Employees are switching jobs at record numbers. Workforces are also shrinking. Together, these events have created an environment in which business and HR leaders are having to play catch-up. While the roar of the “war for talent” has been heard for decades and tightening talent markets have been experiencing it in bits and pieces, today’s labor market, regardless of business type or location, is now faced with more job openings than available workers. These market pressures are creating never-before-seen urgency around talent.
For now, most businesses are reacting with the one tool that they can easily access: money. While wages in general haven’t skyrocketed as much as they have in hospitality and retail, it seems like every business has a story to tell about how they’ve used money to entice key employees to stay and to lure employees to their organization, such as increasing starting wages. And once you change that, there’s no going back. Unfortunately, the money bucket is not bottomless. It’s the definition of a finite resource, creating a reactionary cycle in the market that can only go on for so long.
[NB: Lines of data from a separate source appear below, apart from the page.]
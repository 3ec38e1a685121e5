//! Prelude module for common movingmap types and traits
//!
//! Re-exports the types most hosts need, for `use movingmap::prelude::*;`

pub use crate::core::{
    config::{
        FrameTimingConfig, MapEngineConfig, MapPerformanceProfile, PositionConfig, RasterConfig,
        TileCacheConfig, ViewConfig,
    },
    geo::{LatLng, PlanarRect, Point, TileCoord},
    viewport::{OrientationMode, SharedView, ViewState},
};

pub use crate::animation::{LiveSample, PositionInterpolator, PositionSample};

pub use crate::input::{GestureEvent, GestureInput};

pub use crate::rendering::{
    context::{GpuContext, RecordingContext, TextureHandle},
    overlay::MapOverlay,
    raster::{Rasterizer, TileRaster},
    renderer::{FrameStats, PositionInput, Renderer},
};

pub use crate::tiles::{
    cache::{CacheStats, TileCache, TileState},
    source::{DirectoryTileStore, MemoryTileStore, RowConvention, TileStore},
};

pub use crate::runtime::{default_spawner, InlineSpawner, ThreadSpawner, TileSpawner};

#[cfg(feature = "tokio-runtime")]
pub use crate::runtime::TokioSpawner;

pub use crate::{Error as MapError, Result};

pub use std::{
    sync::Arc,
    time::{Duration, Instant},
};

pub use fxhash::{FxHashMap as HashMap, FxHashSet as HashSet, FxHasher};
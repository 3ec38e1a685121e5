use super::source::{RowConvention, TileStore};
use crate::core::geo::TileCoord;
use crate::rendering::raster::{Rasterizer, TileRaster};
use crossbeam_channel::{Receiver, Sender};
use std::sync::Arc;

/// A rasterized tile waiting for upload on the render thread
#[derive(Debug, Clone, PartialEq)]
pub struct DecodedTile {
    pub coord: TileCoord,
    pub raster: TileRaster,
}

/// Fetches and rasterizes tiles on background workers, handing results to the
/// render thread over a bounded channel.
pub struct TileLoader {
    store: Arc<dyn TileStore>,
    rows: RowConvention,
    rasterizer: Rasterizer,
    tx: Sender<DecodedTile>,
}

impl TileLoader {
    /// Creates a loader together with the receiving end of its upload queue
    pub fn new(
        store: Arc<dyn TileStore>,
        rows: RowConvention,
        rasterizer: Rasterizer,
        queue_len: usize,
    ) -> (Self, Receiver<DecodedTile>) {
        let (tx, rx) = crossbeam_channel::bounded(queue_len.max(1));
        let loader = Self {
            store,
            rows,
            rasterizer,
            tx,
        };
        (loader, rx)
    }

    /// Row index in the store's convention
    pub fn store_row(&self, coord: TileCoord) -> u32 {
        match self.rows {
            RowConvention::Xyz => coord.y,
            RowConvention::Tms => coord.flipped_row(),
        }
    }

    /// Reads and rasterizes one tile; `None` when the store has no payload for it
    pub fn load(&self, coord: TileCoord) -> Option<DecodedTile> {
        let row = self.store_row(coord);
        let Some(bytes) = self.store.get(coord.z, coord.x, row) else {
            log::debug!("tile {} not in store (row {})", coord, row);
            return None;
        };

        let raster = self.rasterizer.rasterize(&bytes);
        log::debug!("rasterized tile {} from {} bytes", coord, bytes.len());
        Some(DecodedTile { coord, raster })
    }

    /// Queues a decoded tile, blocking while the queue is full.
    /// Returns `false` if the receiving side is gone.
    pub fn deliver(&self, tile: DecodedTile) -> bool {
        let coord = tile.coord;
        if self.tx.send(tile).is_err() {
            log::debug!("upload queue closed, dropping tile {}", coord);
            return false;
        }
        true
    }
}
Organizations shouldn’t be faulted for reacting to the urgency of open positions with money. Businesses need employees. But at some point in time, the availability of money as a solution will reach a tipping point. Leaders will need to act for the future in addition to reacting in the present. Here are three things to help drive retention in your organization.
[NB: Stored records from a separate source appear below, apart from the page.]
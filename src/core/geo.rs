use serde::{Deserialize, Serialize};
use std::f64::consts::PI;
use std::fmt;

/// Spherical Web Mercator constants
pub const EARTH_RADIUS: f64 = 6378137.0;
pub const MAX_LATITUDE: f64 = 85.0511287798;

/// Half the side of the square planar extent, in metres.
pub const HALF_EXTENT: f64 = PI * EARTH_RADIUS;

pub const METERS_PER_NM: f64 = 1852.0;

/// Represents a geographical coordinate with latitude and longitude
#[derive(Debug, Clone, Copy, PartialEq, Serialize, Deserialize)]
pub struct LatLng {
    pub lat: f64,
    pub lng: f64,
}

impl LatLng {
    /// Creates a new LatLng coordinate
    pub fn new(lat: f64, lng: f64) -> Self {
        Self { lat, lng }
    }

    /// Calculates the distance to another LatLng using the Haversine formula
    pub fn distance_to(&self, other: &LatLng) -> f64 {
        let lat1_rad = self.lat.to_radians();
        let lat2_rad = other.lat.to_radians();
        let delta_lat = (other.lat - self.lat).to_radians();
        let delta_lng = (other.lng - self.lng).to_radians();

        let a = (delta_lat / 2.0).sin().powi(2)
            + lat1_rad.cos() * lat2_rad.cos() * (delta_lng / 2.0).sin().powi(2);
        let c = 2.0 * a.sqrt().atan2((1.0 - a).sqrt());

        EARTH_RADIUS * c
    }

    /// Wraps longitude to [-180, 180) range
    pub fn wrap_lng(lng: f64) -> f64 {
        (lng + 180.0).rem_euclid(360.0) - 180.0
    }

    /// Clamps latitude to the projection's valid range
    pub fn clamp_lat(lat: f64) -> f64 {
        lat.clamp(-MAX_LATITUDE, MAX_LATITUDE)
    }

    /// Projects onto the planar extent
    pub fn to_planar(&self) -> Point {
        to_planar(self.lat, self.lng)
    }
}

impl Default for LatLng {
    fn default() -> Self {
        Self::new(0.0, 0.0)
    }
}

/// A point in planar (metres) or screen (pixels) space
#[derive(Debug, Clone, Copy, PartialEq, Serialize, Deserialize)]
pub struct Point {
    pub x: f64,
    pub y: f64,
}

impl Point {
    pub fn new(x: f64, y: f64) -> Self {
        Self { x, y }
    }

    pub fn add(&self, other: &Point) -> Point {
        Point::new(self.x + other.x, self.y + other.y)
    }

    pub fn subtract(&self, other: &Point) -> Point {
        Point::new(self.x - other.x, self.y - other.y)
    }

    pub fn multiply(&self, scalar: f64) -> Point {
        Point::new(self.x * scalar, self.y * scalar)
    }

    pub fn length(&self) -> f64 {
        (self.x * self.x + self.y * self.y).sqrt()
    }

    pub fn distance_to(&self, other: &Point) -> f64 {
        self.subtract(other).length()
    }

    /// Rotates counter-clockwise by `degrees` in a y-up frame
    pub fn rotate(&self, degrees: f64) -> Point {
        let (sin, cos) = degrees.to_radians().sin_cos();
        Point::new(self.x * cos - self.y * sin, self.x * sin + self.y * cos)
    }
}

impl Default for Point {
    fn default() -> Self {
        Self::new(0.0, 0.0)
    }
}

/// Axis-aligned rectangle in planar metres (y grows north)
#[derive(Debug, Clone, Copy, PartialEq, Serialize, Deserialize)]
pub struct PlanarRect {
    pub min: Point,
    pub max: Point,
}

impl PlanarRect {
    pub fn new(min: Point, max: Point) -> Self {
        Self { min, max }
    }

    pub fn width(&self) -> f64 {
        self.max.x - self.min.x
    }

    pub fn height(&self) -> f64 {
        self.max.y - self.min.y
    }

    pub fn contains(&self, point: &Point) -> bool {
        point.x >= self.min.x && point.x <= self.max.x && point.y >= self.min.y && point.y <= self.max.y
    }
}

/// Tile address in the slippy-map convention (row 0 is the northern edge)
#[derive(Debug, Clone, Copy, PartialEq, Eq, Hash, Serialize, Deserialize)]
pub struct TileCoord {
    pub x: u32,
    pub y: u32,
    pub z: u8,
}

impl TileCoord {
    pub fn new(x: u32, y: u32, z: u8) -> Self {
        Self { x, y, z }
    }

    /// Tile containing the given coordinate at `zoom`
    pub fn from_lat_lng(lat_lng: &LatLng, zoom: u8) -> Self {
        let (x, y) = tile_index_for(lat_lng.lat, lat_lng.lng, zoom);
        Self::new(x, y, zoom)
    }

    /// Number of tiles along one axis at this zoom
    pub fn tiles_per_axis(&self) -> u32 {
        1u32 << self.z
    }

    /// Checks if the tile is valid for its zoom level
    pub fn is_valid(&self) -> bool {
        self.z < 32 && self.x < self.tiles_per_axis() && self.y < self.tiles_per_axis()
    }

    /// Checks validity and that the zoom lies inside `[min_zoom, max_zoom]`
    pub fn is_within(&self, min_zoom: u8, max_zoom: u8) -> bool {
        self.is_valid() && (min_zoom..=max_zoom).contains(&self.z)
    }

    /// Row index in the bottom-up (TMS) convention
    pub fn flipped_row(&self) -> u32 {
        self.tiles_per_axis() - 1 - self.y
    }

    /// Planar bounds of the tile
    pub fn planar_bounds(&self) -> PlanarRect {
        tile_bounds(*self)
    }
}

impl fmt::Display for TileCoord {
    fn fmt(&self, f: &mut fmt::Formatter<'_>) -> fmt::Result {
        write!(f, "{}/{}/{}", self.z, self.x, self.y)
    }
}

/// Projects a geographic coordinate onto the planar extent `[-HALF_EXTENT, HALF_EXTENT]²`.
///
/// Latitude is clamped to the Mercator limit so the poles never reach infinity.
pub fn to_planar(lat: f64, lng: f64) -> Point {
    let lat_rad = LatLng::clamp_lat(lat).to_radians();
    let x = lng.to_radians() * EARTH_RADIUS;
    let y = (PI / 4.0 + lat_rad / 2.0).tan().ln() * EARTH_RADIUS;
    Point::new(x, y)
}

/// Inverse of [`to_planar`].
pub fn to_geographic(point: Point) -> LatLng {
    let lng = (point.x / EARTH_RADIUS).to_degrees();
    let lat = (2.0 * (point.y / EARTH_RADIUS).exp().atan() - PI / 2.0).to_degrees();
    LatLng::new(lat, lng)
}

/// Column and row of the tile containing `(lat, lng)` at `zoom`.
///
/// Columns wrap across the antimeridian; rows clamp at the projection edges.
pub fn tile_index_for(lat: f64, lng: f64, zoom: u8) -> (u32, u32) {
    let planar = to_planar(lat, lng);
    let n = 2_f64.powi(zoom as i32);
    let tiles = 1i64 << zoom;

    let column = ((planar.x + HALF_EXTENT) / (2.0 * HALF_EXTENT) * n).floor() as i64;
    let row = ((HALF_EXTENT - planar.y) / (2.0 * HALF_EXTENT) * n).floor() as i64;

    (
        column.rem_euclid(tiles) as u32,
        row.clamp(0, tiles - 1) as u32,
    )
}

/// Planar bounds of a tile
pub fn tile_bounds(coord: TileCoord) -> PlanarRect {
    let size = 2.0 * HALF_EXTENT / 2_f64.powi(coord.z as i32);
    let min_x = -HALF_EXTENT + coord.x as f64 * size;
    let max_y = HALF_EXTENT - coord.y as f64 * size;
    PlanarRect::new(Point::new(min_x, max_y - size), Point::new(min_x + size, max_y))
}

/// Planar metres covered by one screen pixel at `zoom` with `tile_px` pixel tiles
pub fn meters_per_pixel(zoom: u8, tile_px: f64) -> f64 {
    2.0 * HALF_EXTENT / (tile_px * 2_f64.powi(zoom as i32))
}

/// Largest integer zoom at which `half_range_nm` still fits in `half_extent_px` pixels.
///
/// Accounts for Mercator stretch at `lat`; the result is clamped to `[min_zoom, max_zoom]`.
pub fn zoom_for_half_range_nm(
    half_range_nm: f64,
    half_extent_px: f64,
    lat: f64,
    tile_px: f64,
    min_zoom: u8,
    max_zoom: u8,
) -> u8 {
    if !(half_range_nm > 0.0) || !(half_extent_px > 0.0) || !(tile_px > 0.0) {
        return max_zoom;
    }
    let stretch = LatLng::clamp_lat(lat).to_radians().cos().recip();
    let planar_m = half_range_nm * METERS_PER_NM * stretch;
    let mpp = planar_m / half_extent_px;
    let zoom = (2.0 * HALF_EXTENT / (tile_px * mpp)).log2().floor();

    if zoom.is_nan() {
        return min_zoom;
    }
    zoom.clamp(min_zoom as f64, max_zoom as f64) as u8
}

#[cfg(test)]
mod tests {
    use super::*;

    #[test]
    fn test_lat_lng_distance() {
        let nyc = LatLng::new(40.7128, -74.0060);
        let la = LatLng::new(34.0522, -118.2437);
        let distance = nyc.distance_to(&la);

        // Distance should be approximately 3944 km
        assert!((distance - 3944000.0).abs() < 10000.0);
    }

    #[test]
    fn test_wrap_lng() {
        assert_eq!(LatLng::wrap_lng(190.0), -170.0);
        assert_eq!(LatLng::wrap_lng(-190.0), 170.0);
        assert_eq!(LatLng::wrap_lng(45.0), 45.0);
    }

    #[test]
    fn test_planar_round_trip() {
        for (lat, lng) in [(0.0, 0.0), (51.5, -0.12), (-33.9, 151.2), (84.0, 179.9), (-70.0, -179.0)] {
            let back = to_geographic(to_planar(lat, lng));
            assert!((back.lat - lat).abs() < 1e-9, "lat {lat} came back as {}", back.lat);
            assert!((back.lng - lng).abs() < 1e-9, "lng {lng} came back as {}", back.lng);
        }
    }

    #[test]
    fn test_poles_are_clamped() {
        let north = to_planar(90.0, 0.0);
        assert!(north.y.is_finite());
        assert!((north.y - HALF_EXTENT).abs() < 1.0);
        let south = to_planar(-90.0, 0.0);
        assert!((south.y + HALF_EXTENT).abs() < 1.0);
    }

    #[test]
    fn test_origin_maps_to_center_tile() {
        for z in 1..=18u8 {
            let half = 1u32 << (z - 1);
            assert_eq!(tile_index_for(0.0, 0.0, z), (half, half), "zoom {z}");
        }
    }

    #[test]
    fn test_column_wraps_at_antimeridian() {
        let (col, _) = tile_index_for(10.0, 180.0, 4);
        assert_eq!(col, 0);
        let (col, _) = tile_index_for(10.0, -180.0, 4);
        assert_eq!(col, 0);
        let (col, _) = tile_index_for(10.0, 179.999, 4);
        assert_eq!(col, 15);
    }

    #[test]
    fn test_row_clamped_at_poles() {
        assert_eq!(tile_index_for(-90.0, 0.0, 5).1, 31);
        assert_eq!(tile_index_for(90.0, 0.0, 5).1, 0);
    }

    #[test]
    fn test_tile_bounds_contain_their_points() {
        let point = LatLng::new(47.45, -122.31);
        for z in [3u8, 10, 16, 20] {
            let tile = TileCoord::from_lat_lng(&point, z);
            assert!(tile.planar_bounds().contains(&point.to_planar()), "zoom {z}");
        }
    }

    #[test]
    fn test_high_zoom_neighbours_stay_distinct() {
        let a = TileCoord::from_lat_lng(&LatLng::new(47.0, 8.0), 20);
        let b = TileCoord::from_lat_lng(&LatLng::new(47.0, 8.0 + 360.0 / 2_f64.powi(20)), 20);
        assert_eq!(b.x, a.x + 1);
    }

    #[test]
    fn test_flipped_row() {
        let coord = TileCoord::new(3, 0, 3);
        assert_eq!(coord.flipped_row(), 7);
        assert_eq!(TileCoord::new(0, 7, 3).flipped_row(), 0);
    }

    #[test]
    fn test_zoom_for_half_range_is_bounded() {
        let zoom = zoom_for_half_range_nm(20.0, 400.0, 47.0, 256.0, 3, 14);
        assert!((3..=14).contains(&zoom));
        assert_eq!(zoom_for_half_range_nm(20_000.0, 400.0, 0.0, 256.0, 3, 14), 3);
        assert_eq!(zoom_for_half_range_nm(0.001, 400.0, 0.0, 256.0, 3, 14), 14);
    }

    #[test]
    fn test_zoom_for_half_range_fits_range() {
        let zoom = zoom_for_half_range_nm(20.0, 400.0, 0.0, 256.0, 0, 20);
        let shown_m = meters_per_pixel(zoom, 256.0) * 400.0;
        assert!(shown_m >= 20.0 * METERS_PER_NM);
        let tighter_m = meters_per_pixel(zoom + 1, 256.0) * 400.0;
        assert!(tighter_m < 20.0 * METERS_PER_NM);
    }
}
- Ensure pay equity. Many employers hope that employees don’t tell each other how much money they make. But let’s be real: They share this information with each other, and inevitably someone is going to walk away unhappy. There is a considerable risk of turnover when one employee is earning substantially more than another employee for the same work. If you’re paying more for incoming talent, then be respectful of the talent you already have by making sure they, too, are being paid in a way that is commensurate with their expertise and tenure with the company.
- Increase workplace flexibility. It’s too early to know how much of the workforce is going to settle into long-term hybrid work, but there is no doubt that hybrid at scale is here to stay. For workers not required to be onsite, allowing work-from-anywhere is the go-to for increased workplace flexibility. Increasing flexibility for workers whose work requires them to be on-site gets a bit trickier and often requires mindset as well as policy shifts. Some unusual approaches that organizations have tried include reducing vacation and benefits vesting periods, integrating work conditioning into new employee orientation (so employees are better prepared for the actual work), and moving to 10 or even 12-hour shifts, resulting in more days off.
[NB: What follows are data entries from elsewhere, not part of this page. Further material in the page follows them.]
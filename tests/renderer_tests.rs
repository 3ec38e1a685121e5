//! Frame loop behaviour with a recording context

use movingmap::data::mvt::{GeometryType, VectorTileBuilder};
use movingmap::prelude::*;

fn world_store(zoom: u8) -> Arc<MemoryTileStore> {
    let tile = VectorTileBuilder::new()
        .feature(
            "landcover",
            GeometryType::Polygon,
            &[("class", "grass")],
            vec![vec![(0, 0), (4096, 0), (4096, 4096), (0, 4096)]],
        )
        .build();
    let store = MemoryTileStore::new();
    let n = 1u32 << zoom;
    for x in 0..n {
        for y in 0..n {
            store.insert(zoom, x, y, tile.clone());
        }
    }
    Arc::new(store)
}

fn config(zoom: u8) -> MapEngineConfig {
    let mut config = MapEngineConfig::default();
    config.view.initial_zoom = zoom;
    config.view.initial_center = LatLng::new(0.0, 0.0);
    config.tile_cache.store_rows = RowConvention::Xyz;
    config.tile_cache.upload_queue_len = 128;
    config.tile_cache.uploads_per_frame = 8;
    config.raster.size = 16;
    config
}

fn renderer(zoom: u8) -> Renderer<RecordingContext> {
    Renderer::new(
        RecordingContext::new(800, 600),
        &config(zoom),
        world_store(zoom),
        Arc::new(InlineSpawner),
    )
    .unwrap()
}

#[test]
fn test_visible_set_fills_in_over_frames() {
    let mut renderer = renderer(5);
    let start = Instant::now();

    renderer.context_mut().begin_frame();
    let first = renderer.render_frame(start);
    assert_eq!(first.drawn, 0);
    assert_eq!(first.requested, first.visible);
    assert_eq!(first.uploaded, 8);

    let mut last = first;
    for i in 1..20u64 {
        renderer.context_mut().begin_frame();
        last = renderer.render_frame(start + Duration::from_millis(16 * i));
        if last.drawn == last.visible {
            break;
        }
    }
    assert_eq!(last.drawn, last.visible);
    assert_eq!(last.requested, 0);
    assert_eq!(renderer.context().invalid_draws(), 0);
    assert_eq!(renderer.cache().resident_len(), last.visible);
}

#[test]
fn test_heading_up_follows_ownship() {
    let mut renderer = renderer(6);
    let position = renderer.position_input();
    let gestures = renderer.gesture_input();
    gestures.set_orientation(OrientationMode::HeadingUp);

    let t0 = Instant::now();
    position.push_at(
        LiveSample {
            lat: 10.0,
            lng: 20.0,
            heading_deg: 90.0,
            ground_track_deg: 80.0,
        },
        t0,
    );
    renderer.render_frame(t0 + Duration::from_millis(100));

    let view = renderer.view().snapshot();
    assert!((view.center().lat - 10.0).abs() < 1e-9);
    assert!((view.center().lng - 20.0).abs() < 1e-9);
    assert!((view.rotation_deg() + 90.0).abs() < 1e-9);
}

#[test]
fn test_gestures_reach_the_next_frame() {
    let mut renderer = renderer(5);
    let gestures = renderer.gesture_input();
    let before = renderer.view().snapshot().center();

    // Input arrives from another thread
    let worker = std::thread::spawn(move || {
        gestures.apply(GestureEvent::Pan { dx: -256.0, dy: 0.0 });
    });
    worker.join().unwrap();
    renderer.render_frame(Instant::now());

    let after = renderer.view().snapshot().center();
    assert!(after.lng > before.lng);
    assert!((after.lat - before.lat).abs() < 1e-9);
}

#[test]
fn test_release_leaves_no_textures() {
    let mut renderer = renderer(4);
    renderer.position_input().push(LiveSample {
        lat: 0.0,
        lng: 0.0,
        heading_deg: 45.0,
        ground_track_deg: 45.0,
    });
    let start = Instant::now();
    for i in 0..5u64 {
        renderer.render_frame(start + Duration::from_millis(16 * i));
    }
    assert!(renderer.context().live_textures() > 0);

    renderer.release();
    assert_eq!(renderer.context().live_textures(), 0);
    assert_eq!(renderer.cache().owned_textures(), 0);
}

#[test]
fn test_inverted_zoom_range_rejected() {
    let mut config = config(5);
    config.view.min_zoom = 12;
    config.view.max_zoom = 8;
    let result = Renderer::new(
        RecordingContext::new(800, 600),
        &config,
        world_store(1),
        Arc::new(InlineSpawner),
    );
    assert!(matches!(result, Err(MapError::Config(_))));
}

#[test]
fn test_low_memory_hd_view_keeps_center_tile() {
    let mut config = MapPerformanceProfile::LowMemory.resolve();
    config.view.initial_zoom = 7;
    config.view.initial_center = LatLng::new(0.0, 0.0);
    config.tile_cache.store_rows = RowConvention::Xyz;
    config.tile_cache.upload_queue_len = 256;
    config.raster.size = 16;
    let mut renderer = Renderer::without_overlays(
        RecordingContext::new(1920, 1080),
        &config,
        world_store(7),
        Arc::new(InlineSpawner),
    )
    .unwrap();
    let center = TileCoord::from_lat_lng(&LatLng::new(0.0, 0.0), 7);

    let start = Instant::now();
    for i in 0..120u64 {
        renderer.context_mut().begin_frame();
        let stats = renderer.render_frame(start + Duration::from_millis(33 * i));
        assert_eq!(stats.visible, 11 * 9);
        assert_eq!(renderer.cache().state(center), TileState::Resident, "frame {}", i + 1);
    }
    assert!(renderer.cache().stats().evictions > 0);
    assert_eq!(renderer.context().invalid_draws(), 0);
}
- Create a high-attention culture. Using money to temper resignations is short-term table stakes. The most powerful, most efficient and most expeditious longer-term approach to being proactive about talent is to invest in frequent attention. We humans have an insatiable need for attention. Not because we are looking to boost our egos or justify our salaries, but because we all want to be seen, heard and valued for our own unique selves and unique contributions. That natural desire for attention, combined with the ever-increasing speed of work, means that attention from our most important people at work, our managers, ideally happens at least weekly. The practice of attention doesn’t need to be complicated and over-structured. In fact, it can be as simple as a 3– to 5-minute check-in that sounds like, “What are your priorities this week and how can I help?” That’s it. Simple, light-touch attention. Data from real companies show over and over that employees who receive weekly, light-touch attention from their managers are three times more likely to be all-in at work.
Related: 10 things Microsoft has learned about successful hybrid work
In the short-term, many organizations will continue to address talent shortages by increasing wages. At some time in the not-so-far-off future, the organizational tolerance for digging into the checkbook will wane. We don’t need to wonder what to do next. We know we also need to invest in proactive, long-term solutions that keep people from even entertaining leaving. It doesn’t have to be overly complicated. Start with embedding the practice of check-ins into your organization. Check-ins aren’t the only thing, but they are the fastest thing when it comes to creating a culture where people feel connected and less compelled to leave.